When I was in high school, I went to Seeds of Peace, a summer camp in Maine that brought together teenagers from regions of conflict around the world. It changed the course of my life. Completely opened my eyes to perspectives I’d never encountered before. The Israeli-Palestinian conflict suddenly became real people with real stories, not just the simple narrative I’d grown up with.
And at that camp, surrounded by kids who were supposed to be enemies, I noticed something important: music was doing something dialogue alone couldn’t do. When we sang together - camp songs, table cheers, bunk chants, whatever - something shifted. Guards came down. People who’d been yelling at each other in dialogue sessions lifted their voices together in song an hour later.

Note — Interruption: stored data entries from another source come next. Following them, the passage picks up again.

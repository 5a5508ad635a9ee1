//! Command-line interface argument parsing and definitions
//!
//! This module defines the CLI structure using clap's derive API.

use clap::{Args, Parser, Subcommand, ValueEnum};
use is_terminal::IsTerminal;
use std::path::PathBuf;
use typedconfig_core::OptsPolicy;

/// TypedConfig CLI - typed configuration from declarative rule files
///
/// Synthesizes a configuration type from one or more rule files, then
/// inspects that type or validates configuration files against it.
#[derive(Parser, Debug)]
#[command(
    name = "typedconfig",
    version,
    author,
    about,
    long_about = None,
    propagate_version = true,
    arg_required_else_help = true
)]
pub struct Cli {
    /// Enable verbose output (can be used multiple times for increased verbosity)
    #[arg(short, long, action = clap::ArgAction::Count, global = true)]
    pub verbose: u8,

    /// Suppress all non-essential output
    #[arg(short, long, global = true, conflicts_with = "verbose")]
    pub quiet: bool,

    /// Path to configuration file
    #[arg(short, long, global = true, env = "TYPEDCONFIG_CONFIG")]
    pub config: Option<PathBuf>,

    /// Output format for results [default: human]
    #[arg(short, long, value_enum, global = true)]
    pub output: Option<OutputFormat>,

    /// Disable colored output
    #[arg(long, global = true)]
    pub no_color: bool,

    /// The subcommand to run
    #[command(subcommand)]
    pub command: Commands,
}

/// Available subcommands
#[derive(Subcommand, Debug)]
pub enum Commands {
    /// Synthesize the configuration type of rule files and describe it
    Inspect(InspectArgs),

    /// Validate a configuration file against the type of rule files
    Validate(ValidateArgs),
}

/// Arguments for the inspect command
#[derive(Parser, Debug)]
pub struct InspectArgs {
    /// Rule files (JSON or YAML), merged in order
    #[arg(value_name = "RULES", required = true, num_args = 1..)]
    pub rules: Vec<PathBuf>,

    /// Show the order in which nodes were resolved
    #[arg(long)]
    pub show_order: bool,

    #[command(flatten)]
    pub build: BuildArgs,
}

/// Arguments for the validate command
#[derive(Parser, Debug)]
pub struct ValidateArgs {
    /// Configuration file to validate (JSON or YAML)
    #[arg(value_name = "CONFIG")]
    pub config_file: PathBuf,

    /// Rule file (JSON or YAML); repeat to merge several, later files win
    #[arg(short, long = "rules", value_name = "RULES", required = true)]
    pub rules: Vec<PathBuf>,

    /// Write the validated configuration to this file (.yaml, .yml or .json)
    #[arg(long, value_name = "FILE")]
    pub export: Option<PathBuf>,

    #[command(flatten)]
    pub build: BuildArgs,
}

/// Synthesis settings shared by the commands
#[derive(Args, Debug, Clone, Default)]
pub struct BuildArgs {
    /// How to treat `opts` that are neither a sequence nor a mapping
    #[arg(long, value_enum)]
    pub opts_policy: Option<PolicyArg>,

    /// Directory that relative `ConfFilePath` values are resolved against
    #[arg(long, value_name = "DIR")]
    pub confdir: Option<PathBuf>,
}

/// Output format options
#[derive(Copy, Clone, Debug, PartialEq, Eq, ValueEnum)]
pub enum OutputFormat {
    /// Human-readable formatted output
    Human,
    /// JSON output
    Json,
    /// YAML output
    Yaml,
    /// Pretty-printed JSON output
    JsonPretty,
}

/// Policy for ambiguous `opts`
#[derive(Copy, Clone, Debug, PartialEq, Eq, ValueEnum)]
pub enum PolicyArg {
    /// Ignore the value with a warning
    Warn,
    /// Fail the synthesis
    Deny,
}

impl Cli {
    /// Parse command-line arguments
    pub fn parse_args() -> Self {
        Self::parse()
    }

    /// Get the effective verbosity level (considering quiet flag)
    pub fn verbosity_level(&self) -> u8 {
        if self.quiet {
            0
        } else {
            self.verbose
        }
    }

    /// Check if colored output should be used
    pub fn use_color(&self) -> bool {
        !self.no_color && std::io::stdout().is_terminal()
    }
}

impl From<PolicyArg> for OptsPolicy {
    fn from(policy: PolicyArg) -> Self {
        match policy {
            PolicyArg::Warn => OptsPolicy::Warn,
            PolicyArg::Deny => OptsPolicy::Deny,
        }
    }
}

#[cfg(test)]
mod tests {
    use super::*;
    use clap::CommandFactory;

    #[test]
    fn verify_cli() {
        Cli::command().debug_assert();
    }

    #[test]
    fn test_verbosity_level() {
        let cli = Cli {
            verbose: 2,
            quiet: false,
            config: None,
            output: None,
            no_color: false,
            command: Commands::Inspect(InspectArgs {
                rules: vec![PathBuf::from("rules.yaml")],
                show_order: false,
                build: BuildArgs::default(),
            }),
        };
        assert_eq!(cli.verbosity_level(), 2);

        let quiet_cli = Cli { quiet: true, ..cli };
        assert_eq!(quiet_cli.verbosity_level(), 0);
    }

    #[test]
    fn test_validate_parsing() {
        let cli = Cli::parse_from([
            "typedconfig",
            "-o",
            "json-pretty",
            "validate",
            "-r",
            "base.yaml",
            "-r",
            "extra.yaml",
            "config.yaml",
            "--export",
            "out.json",
            "--opts-policy",
            "deny",
        ]);
        assert_eq!(cli.output, Some(OutputFormat::JsonPretty));

        let Commands::Validate(args) = cli.command else {
            panic!("expected the validate command");
        };
        assert_eq!(args.rules, [PathBuf::from("base.yaml"), PathBuf::from("extra.yaml")]);
        assert_eq!(args.config_file, PathBuf::from("config.yaml"));
        assert_eq!(args.export, Some(PathBuf::from("out.json")));
        assert_eq!(args.build.opts_policy.map(OptsPolicy::from), Some(OptsPolicy::Deny));
    }

    #[test]
    fn test_inspect_requires_rules() {
        assert!(Cli::try_parse_from(["typedconfig", "inspect"]).is_err());

        let cli = Cli::try_parse_from(["typedconfig", "-vv", "inspect", "a.yaml", "b.json"]).unwrap();
        assert_eq!(cli.verbosity_level(), 2);
        let Commands::Inspect(args) = cli.command else {
            panic!("expected the inspect command");
        };
        assert_eq!(args.rules.len(), 2);
    }
}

So what was working? I became fascinated by that question. What is it about singing together that builds trust and community, even - especially - across lines of conflict?
So I studied it. I apprenticed with Dr. Ysaye Barnwell of Sweet Honey in the Rock, learning how to use music to build community and counter violence. I made a pilgrimage to meet Pete Seeger and ask him my most paradoxical questions. I studied Arabic and Arabic classical music in Damascus, the summer before the war - though nobody knew that then. And at Yale, I double-majored in music and international studies, writing my senior thesis exploring whether music could create the conditions for Israeli and Palestinian teenagers to see and care about each other - not just at a summer camp where you control all the variables, but on the ground in Jerusalem where you control none of them.
After graduation in May 2012, I moved to Jerusalem to try to find out.
I was 22. I had this wild idea to start an Israeli-Palestinian youth chorus. People thought I was crazy, which was correct. Some told me I’d be lucky to get five singers by January.
By October, I had 80 auditions. And the majority were Palestinian.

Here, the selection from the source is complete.